Now, a key $12.1 million study soon will be under way in Buffalo and two other upstate medical centers that will for the first time begin to test the procedure in people.
The hope is that the stem cells will generate new myelin, the fatty substance that surrounds nerves like the insulation on a wire. Myelin is damaged in MS, leading to weak or lost signals between nerves. Eventually, the painful disease spreads in a slow, unpredictable path toward paralysis.
“This is a promising strategy. It has been extraordinarily effective in mice, and there is great hope the technique will be successful in people,” said Dr. Steven Goldman, co-principal investigator and co-director of the University of Rochester Center for Translational Neuromedicine.
The study by researchers in Rochester, the University at Buffalo and Upstate Medical University in Syracuse has far-ranging implications. It potentially could be applied to millions of patients with a host of other conditions, including Alzheimer’s and Parkinson’s disease.
Although stem cells show great promise, the approach is a ways from reality.
What works in mice does not always work in humans. In addition, scientists don’t know what causes MS, so they can’t exactly replicate MS in animals, complicating tests of the potential new treatment.

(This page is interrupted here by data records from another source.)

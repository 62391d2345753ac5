// mesh.rs — inward-facing sphere the equirectangular photo is mapped onto

/// World radius of the panorama sphere. The camera sits at its center.
pub const SPHERE_RADIUS: f32 = 500.0;

/// Fixed tessellation. A sphere has no silhouette edges visible from inside,
/// so this mostly governs UV fidelity near the poles; 60×60 is plenty.
pub const SPHERE_SEGMENTS: usize = 60;

#[repr(C)]
#[derive(Debug, Clone, Copy, bytemuck::Pod, bytemuck::Zeroable)]
pub struct Vertex {
    pub position: [f32; 3],
    pub uv: [f32; 2],
}

#[derive(Debug, Clone)]
pub struct SphereMesh {
    pub vertices: Vec<Vertex>,
    pub indices: Vec<u32>,
}

/// Build a lat/lon sphere wound so its interior side is the front face.
///
/// The photo wraps horizontally exactly once. U runs backwards (1 → 0 as the
/// azimuth grows) because an equirectangular photo is captured facing
/// outward; without the mirror, left and right would be swapped when the
/// image is viewed from inside. V = 0 at the zenith, matching the image's
/// top row.
pub fn build_sphere(radius: f32, lat: usize, lon: usize) -> SphereMesh {
    let mut vertices = Vec::with_capacity((lat + 1) * (lon + 1));
    let mut indices = Vec::with_capacity(lat * lon * 6);

    for i in 0..=lat {
        let theta = std::f32::consts::PI * (i as f32) / (lat as f32);
        let y = radius * theta.cos();
        let sin_t = theta.sin();

        for j in 0..=lon {
            let phi = 2.0 * std::f32::consts::PI * (j as f32) / (lon as f32);

            let x = radius * phi.cos() * sin_t;
            let z = radius * phi.sin() * sin_t;

            let u = 1.0 - (j as f32) / (lon as f32);
            let v = (i as f32) / (lat as f32);

            vertices.push(Vertex {
                position: [x, y, z],
                uv: [u, v],
            });
        }
    }

    for i in 0..lat {
        for j in 0..lon {
            let a = (i * (lon + 1) + j) as u32;
            let b = a + (lon + 1) as u32;

            // Both triangles face the origin; back-face culling then drops
            // the outside of the sphere for free.
            indices.extend_from_slice(&[a, b, a + 1, b, b + 1, a + 1]);
        }
    }

    SphereMesh { vertices, indices }
}
use std::time::Duration;

use mediagate_core::{Backoff, GuardConfig};

/// Request behavior of [`SharedBlocklist`](crate::SharedBlocklist).
#[derive(Debug, Clone, PartialEq)]
pub struct BlocklistConfig {
    /// Lifetime given to newly stored entries.
    pub entry_ttl: Option<Duration>,
    /// Per-attempt timeout.
    pub request_timeout: Duration,
    /// Total attempts per operation, including the first.
    pub max_attempts: u32,
    /// Delay between attempts.
    pub backoff: Backoff,
}

impl Default for BlocklistConfig {
    fn default() -> Self {
        Self::from(&GuardConfig::default())
    }
}

impl From<&GuardConfig> for BlocklistConfig {
    fn from(config: &GuardConfig) -> Self {
        Self {
            entry_ttl: config.entry_ttl(),
            request_timeout: config.request_timeout(),
            max_attempts: config.blocklist.max_attempts,
            backoff: config.blocklist_backoff(),
        }
    }
}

“Expectations have to be kept under control. You’re not going to implant stem cells in people and suddenly see them running around,” said Dr. Bianca Guttman-Weinstock, co-principal investigator at UB.
Stem cells are often referred to as master cells because they develop into the many different types of cells in the body that form organs and tissue. Stem cells also have the potential to repair or replace damaged cells.
Other scientists are looking at whether it may be possible to use certain stem cells to prevent the body’s immune system from attacking nerves.
“There is a lot happening in stem cell research, and it’s exciting because five years ago, these were just ideas. Now, they are reality,” said Dr. Timothy Coetzee, chief research officer at the National MS Society.
Until recently, scientists didn’t know exactly which master stem cells ultimately developed into cells that make myelin in a complicated process. They now know that cells called oligodendrocytes produce myelin. They also learned how to turn stem cells into a type of cell called glial progenitor cells. Glial progenitor cells are the cells that make oligodendrocytes.